--- Given information Enclosed Below ---

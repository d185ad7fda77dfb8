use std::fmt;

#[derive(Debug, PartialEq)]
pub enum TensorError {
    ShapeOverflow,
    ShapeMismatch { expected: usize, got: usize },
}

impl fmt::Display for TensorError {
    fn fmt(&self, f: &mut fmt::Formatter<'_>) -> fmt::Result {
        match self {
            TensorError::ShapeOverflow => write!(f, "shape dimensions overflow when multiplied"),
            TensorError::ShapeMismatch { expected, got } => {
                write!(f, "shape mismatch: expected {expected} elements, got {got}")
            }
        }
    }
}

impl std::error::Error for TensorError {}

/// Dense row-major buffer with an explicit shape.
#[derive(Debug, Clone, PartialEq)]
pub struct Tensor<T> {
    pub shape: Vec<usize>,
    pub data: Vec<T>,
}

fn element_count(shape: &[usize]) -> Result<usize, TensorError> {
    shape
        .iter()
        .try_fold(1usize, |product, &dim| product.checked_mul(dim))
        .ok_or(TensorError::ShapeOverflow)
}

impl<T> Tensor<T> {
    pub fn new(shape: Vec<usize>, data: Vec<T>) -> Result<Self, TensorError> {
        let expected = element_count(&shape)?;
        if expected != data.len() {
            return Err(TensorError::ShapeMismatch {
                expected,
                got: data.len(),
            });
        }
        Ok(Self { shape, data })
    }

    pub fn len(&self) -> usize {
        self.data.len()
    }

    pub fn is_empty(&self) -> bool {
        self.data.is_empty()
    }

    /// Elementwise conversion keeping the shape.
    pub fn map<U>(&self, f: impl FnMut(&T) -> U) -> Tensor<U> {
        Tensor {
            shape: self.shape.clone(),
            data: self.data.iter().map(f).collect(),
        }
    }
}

--- End of Enclosed Given information ---
--- Given information Enclosed Below ---

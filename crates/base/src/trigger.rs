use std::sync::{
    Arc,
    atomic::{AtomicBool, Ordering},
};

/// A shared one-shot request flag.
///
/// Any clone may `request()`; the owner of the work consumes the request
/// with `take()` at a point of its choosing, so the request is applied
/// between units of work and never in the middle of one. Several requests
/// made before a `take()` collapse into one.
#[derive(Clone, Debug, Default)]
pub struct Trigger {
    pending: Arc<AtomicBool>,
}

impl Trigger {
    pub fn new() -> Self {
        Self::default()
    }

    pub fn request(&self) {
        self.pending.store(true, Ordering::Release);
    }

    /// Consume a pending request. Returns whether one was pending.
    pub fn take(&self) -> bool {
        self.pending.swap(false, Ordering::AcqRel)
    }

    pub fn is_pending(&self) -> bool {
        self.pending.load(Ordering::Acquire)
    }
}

--- End of Enclosed Given information ---

*Task brief*
Show all lines above holding "iter".

*Expected answer*
        .iter()
            data: self.data.iter().map(f).collect(),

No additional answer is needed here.